By Lincoln DePradine
As 2021 winds down, some organizations in the Black and Caribbean community already are announcing plans for early in the New Year. They include Black CAP that will be honouring Ontario politician Dr Jill Andrew and two others in February.
A member of the Official Opposition New Democratic Party, Andrew is MPP for Toronto-St Paul’s and the NDP’s critic on women’s issues, culture and heritage.
Andrew, who also is a founding-member of the NDP Black Caucus, is well-known as a leading voice on matters of gender, race, social justice and healthcare inequities.
Black CAP – the Black Coalition for AIDS Prevention – will be presenting Andrew with a “Lifetime Advocacy Award’’.
“I am so deeply moved by this award and I am thankful to Black CAP,’’ Andrew said in an interview. “I cannot tell you how honoured I am, how proud I am, that Black CAP has seen my efforts, especially as I am still a work in progress and I have so more work to do.’’

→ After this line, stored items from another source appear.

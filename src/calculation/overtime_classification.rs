//! Overtime tier classification.
//!
//! Overtime is the tail end of the worked interval. The night tier is the
//! part of that tail that falls inside the night window, with break minutes
//! excluded from the walk.

use chrono::{Duration, NaiveDateTime};
use serde::{Deserialize, Serialize};

use crate::config::TimeWindow;
use crate::models::BreakRecord;

/// Overtime minutes split into the time-of-day tiers.
#[derive(Debug, Clone, Copy, PartialEq, Eq, Default, Serialize, Deserialize)]
pub struct OvertimeSplit {
    /// Overtime outside the night window.
    pub regular_minutes: u32,
    /// Overtime inside the night window.
    pub night_minutes: u32,
}

/// Splits `overtime_minutes` into regular and night minutes.
///
/// Walks back minute by minute from check-out, skipping minutes inside any
/// completed break session and stopping at check-in, until `overtime_minutes`
/// worked minutes have been visited. Night minutes are those whose start lies
/// in the night window. The regular tier is always the remainder, so the two
/// tiers sum to `overtime_minutes`.
///
/// # Example
///
/// ```
/// use attendance_payroll_engine::calculation::classify_overtime;
/// use attendance_payroll_engine::config::AttendanceConfig;
/// use chrono::NaiveDateTime;
///
/// let check_in = NaiveDateTime::parse_from_str("2026-01-13 14:00", "%Y-%m-%d %H:%M").unwrap();
/// let check_out = NaiveDateTime::parse_from_str("2026-01-13 23:30", "%Y-%m-%d %H:%M").unwrap();
/// let window = AttendanceConfig::default().night_window;
///
/// let split = classify_overtime(check_in, check_out, &[], 90, &window);
/// assert_eq!(split.night_minutes, 90);
/// assert_eq!(split.regular_minutes, 0);
/// ```
pub fn classify_overtime(
    check_in: NaiveDateTime,
    check_out: NaiveDateTime,
    sessions: &[BreakRecord],
    overtime_minutes: u32,
    night_window: &TimeWindow,
) -> OvertimeSplit {
    if overtime_minutes == 0 {
        return OvertimeSplit::default();
    }

    let in_break = |minute: NaiveDateTime| {
        sessions
            .iter()
            .filter_map(BreakRecord::interval)
            .any(|(start, end)| minute >= start && minute < end)
    };

    let one_minute = Duration::minutes(1);
    let mut cursor = check_out;
    let mut counted = 0u32;
    let mut night = 0u32;

    while counted < overtime_minutes {
        let minute = cursor - one_minute;
        if minute < check_in {
            break;
        }
        if !in_break(minute) {
            counted += 1;
            if night_window.contains(minute.time()) {
                night += 1;
            }
        }
        cursor = minute;
    }

    let night_minutes = night.min(overtime_minutes);
    OvertimeSplit {
        regular_minutes: overtime_minutes - night_minutes,
        night_minutes,
    }
}

#[cfg(test)]
mod tests {
    use super::*;
    use crate::config::AttendanceConfig;
    use chrono::Utc;
    use proptest::prelude::*;
    use uuid::Uuid;

    fn dt(s: &str) -> NaiveDateTime {
        NaiveDateTime::parse_from_str(s, "%Y-%m-%d %H:%M").unwrap()
    }

    fn window() -> TimeWindow {
        AttendanceConfig::default().night_window
    }

    fn session(start: &str, end: &str) -> BreakRecord {
        BreakRecord {
            id: Uuid::new_v4(),
            attendance_id: Uuid::new_v4(),
            employee_id: "emp_001".to_string(),
            sequence: 1,
            start_time: dt(start),
            end_time: Some(dt(end)),
            actual_minutes: None,
            effective_minutes: None,
            is_night_break: false,
            system_generated: false,
            created_at: Utc::now(),
        }
    }

    #[test]
    fn test_daytime_overtime_is_regular() {
        let split = classify_overtime(dt("2026-01-13 09:00"), dt("2026-01-13 20:00"), &[], 120, &window());
        assert_eq!(split.regular_minutes, 120);
        assert_eq!(split.night_minutes, 0);
    }

    #[test]
    fn test_overtime_straddling_night_start() {
        // 21:00..23:00 overtime, 22:00..23:00 is night
        let split = classify_overtime(dt("2026-01-13 12:00"), dt("2026-01-13 23:00"), &[], 120, &window());
        assert_eq!(split.night_minutes, 60);
        assert_eq!(split.regular_minutes, 60);
    }

    #[test]
    fn test_break_minutes_are_skipped() {
        // Walk from 23:00 back: 22:30..23:00 (30 night), skip 22:00..22:30 break,
        // 21:30..22:00 (30 regular).
        let breaks = vec![session("2026-01-13 22:00", "2026-01-13 22:30")];
        let split = classify_overtime(
            dt("2026-01-13 12:00"),
            dt("2026-01-13 23:00"),
            &breaks,
            60,
            &window(),
        );
        assert_eq!(split.night_minutes, 30);
        assert_eq!(split.regular_minutes, 30);
    }

    #[test]
    fn test_early_morning_overtime_is_night() {
        let split = classify_overtime(dt("2026-01-13 20:00"), dt("2026-01-14 05:30"), &[], 90, &window());
        // 04:00..05:00 night, 05:00..05:30 regular
        assert_eq!(split.night_minutes, 60);
        assert_eq!(split.regular_minutes, 30);
    }

    #[test]
    fn test_walk_stops_at_check_in() {
        let split = classify_overtime(dt("2026-01-13 22:30"), dt("2026-01-13 23:00"), &[], 90, &window());
        assert_eq!(split.night_minutes, 30);
        assert_eq!(split.regular_minutes + split.night_minutes, 90);
    }

    proptest! {
        #[test]
        fn prop_tiers_sum_to_overtime(
            start_offset in 0i64..1440,
            length in 0i64..1440,
            overtime in 0u32..600,
        ) {
            let check_in = dt("2026-01-13 00:00") + Duration::minutes(start_offset);
            let check_out = check_in + Duration::minutes(length);
            let split = classify_overtime(check_in, check_out, &[], overtime, &window());
            prop_assert_eq!(split.regular_minutes + split.night_minutes, overtime);
        }
    }
}
//! Holiday calendar and day classification.
//!
//! This module contains the [`Holiday`] type, the [`Calendar`] lookup the
//! engine consumes, and a simple list-backed [`HolidayCalendar`].

use chrono::{Datelike, NaiveDate, Weekday};
use serde::{Deserialize, Serialize};

/// Represents a public or company holiday.
///
/// # Example
///
/// ```
/// use attendance_payroll_engine::models::Holiday;
/// use chrono::NaiveDate;
///
/// let holiday = Holiday {
///     date: NaiveDate::from_ymd_opt(2026, 1, 1).unwrap(),
///     name: "New Year's Day".to_string(),
///     region: "national".to_string(),
/// };
/// ```
#[derive(Debug, Clone, PartialEq, Eq, Serialize, Deserialize)]
pub struct Holiday {
    /// The date of the holiday.
    pub date: NaiveDate,
    /// The name of the holiday.
    pub name: String,
    /// The region where this holiday applies (e.g., "national").
    pub region: String,
}

/// Classification of a work date for overtime rate selection.
///
/// A day contributes to exactly one rate family. Holiday takes precedence
/// over weekend.
#[derive(Debug, Clone, Copy, PartialEq, Eq, Hash, Default, Serialize, Deserialize)]
#[serde(rename_all = "SCREAMING_SNAKE_CASE")]
pub enum DayType {
    /// An ordinary working day; overtime splits into regular and night tiers.
    #[default]
    Regular,
    /// A weekend day.
    Weekend,
    /// A public or company holiday.
    Holiday,
}

impl std::fmt::Display for DayType {
    fn fmt(&self, f: &mut std::fmt::Formatter<'_>) -> std::fmt::Result {
        match self {
            DayType::Regular => write!(f, "Regular"),
            DayType::Weekend => write!(f, "Weekend"),
            DayType::Holiday => write!(f, "Holiday"),
        }
    }
}

/// Calendar flags consumed by the engine.
///
/// Implementations must be pure: the same date always yields the same answer
/// for the lifetime of a calculation run.
pub trait Calendar: Send + Sync {
    /// Returns true if the date is a holiday.
    fn is_holiday(&self, date: NaiveDate) -> bool;

    /// Returns true if the date is a weekend day. Defaults to Saturday/Sunday.
    fn is_weekend(&self, date: NaiveDate) -> bool {
        matches!(date.weekday(), Weekday::Sat | Weekday::Sun)
    }
}

/// A calendar backed by an explicit holiday list and configurable weekend days.
#[derive(Debug, Clone, PartialEq, Eq, Serialize, Deserialize)]
pub struct HolidayCalendar {
    /// Known holidays.
    pub holidays: Vec<Holiday>,
    /// Days of the week treated as weekend.
    pub weekend_days: Vec<Weekday>,
}

impl Default for HolidayCalendar {
    fn default() -> Self {
        Self {
            holidays: Vec::new(),
            weekend_days: vec![Weekday::Sat, Weekday::Sun],
        }
    }
}

impl HolidayCalendar {
    /// Creates a calendar with the given holidays and a Saturday/Sunday weekend.
    pub fn with_holidays(holidays: Vec<Holiday>) -> Self {
        Self {
            holidays,
            ..Self::default()
        }
    }
}

impl Calendar for HolidayCalendar {
    fn is_holiday(&self, date: NaiveDate) -> bool {
        self.holidays.iter().any(|h| h.date == date)
    }

    fn is_weekend(&self, date: NaiveDate) -> bool {
        self.weekend_days.contains(&date.weekday())
    }
}

#[cfg(test)]
mod tests {
    use super::*;

    fn date(y: i32, m: u32, d: u32) -> NaiveDate {
        NaiveDate::from_ymd_opt(y, m, d).unwrap()
    }

    fn calendar_with_new_year() -> HolidayCalendar {
        HolidayCalendar::with_holidays(vec![Holiday {
            date: date(2026, 1, 1),
            name: "New Year's Day".to_string(),
            region: "national".to_string(),
        }])
    }

    #[test]
    fn test_is_holiday_returns_true() {
        assert!(calendar_with_new_year().is_holiday(date(2026, 1, 1)));
    }

    #[test]
    fn test_is_holiday_returns_false() {
        assert!(!calendar_with_new_year().is_holiday(date(2026, 1, 2)));
    }

    #[test]
    fn test_default_weekend_is_saturday_and_sunday() {
        let calendar = HolidayCalendar::default();
        // 2026-01-17 is a Saturday, 2026-01-18 a Sunday, 2026-01-19 a Monday
        assert!(calendar.is_weekend(date(2026, 1, 17)));
        assert!(calendar.is_weekend(date(2026, 1, 18)));
        assert!(!calendar.is_weekend(date(2026, 1, 19)));
    }

    #[test]
    fn test_custom_weekend_days() {
        let calendar = HolidayCalendar {
            holidays: vec![],
            weekend_days: vec![Weekday::Fri],
        };
        assert!(calendar.is_weekend(date(2026, 1, 16)));
        assert!(!calendar.is_weekend(date(2026, 1, 17)));
    }

    #[test]
    fn test_day_type_serialization() {
        let json = serde_json::to_string(&DayType::Holiday).unwrap();
        assert_eq!(json, "\"HOLIDAY\"");
    }
}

Black CAP, Canada’s largest Black-focused AIDS service organization, is hosting a fundraiser on February 5 that it calls its “Harvest Moon Supper’’.
At the event, said a Black CAP official, inaugural Lifetime Advocacy Awards will be given “to individuals who have focused their efforts on the betterment of the community. Their dedication to advocating for the important and necessary work of the Black Coalition for AIDS Prevention has not gone unnoticed. The organization appreciates their steadfast support and thanks them for all that they have done and continue to do for African, Caribbean and Black communities’’.
Awards will be presented to Andrew, as well as to Aina-Nia Ayo’dele Grant and Al Ramsay.
Ramsay is an associate vice president at TD Bank and is responsible for the bank’s LGBTQ2+ & Black Customer Segments. Grant is director of Community Resources at the City of Toronto.
Andrew, who has been a longtime Black Cap supporter, volunteer and donor, praised the organization for its advocacy, leadership, outreach and research that aim to “help Black lives’’.
“Black CAP is always there helping our community members,’’ Andrew said. “We need people to know that there are over 3,000 Black people in Ontario living with HIV and AIDS and there are tens of thousands of others who are at risk and it is critical that we support the work of Black CAP.’’
Meanwhile, the Ontario Black History Society has announced that it will launch its 2022 Black History Month program on January 30, and will be recognizing “the histories and achievements of Black Canadians’’.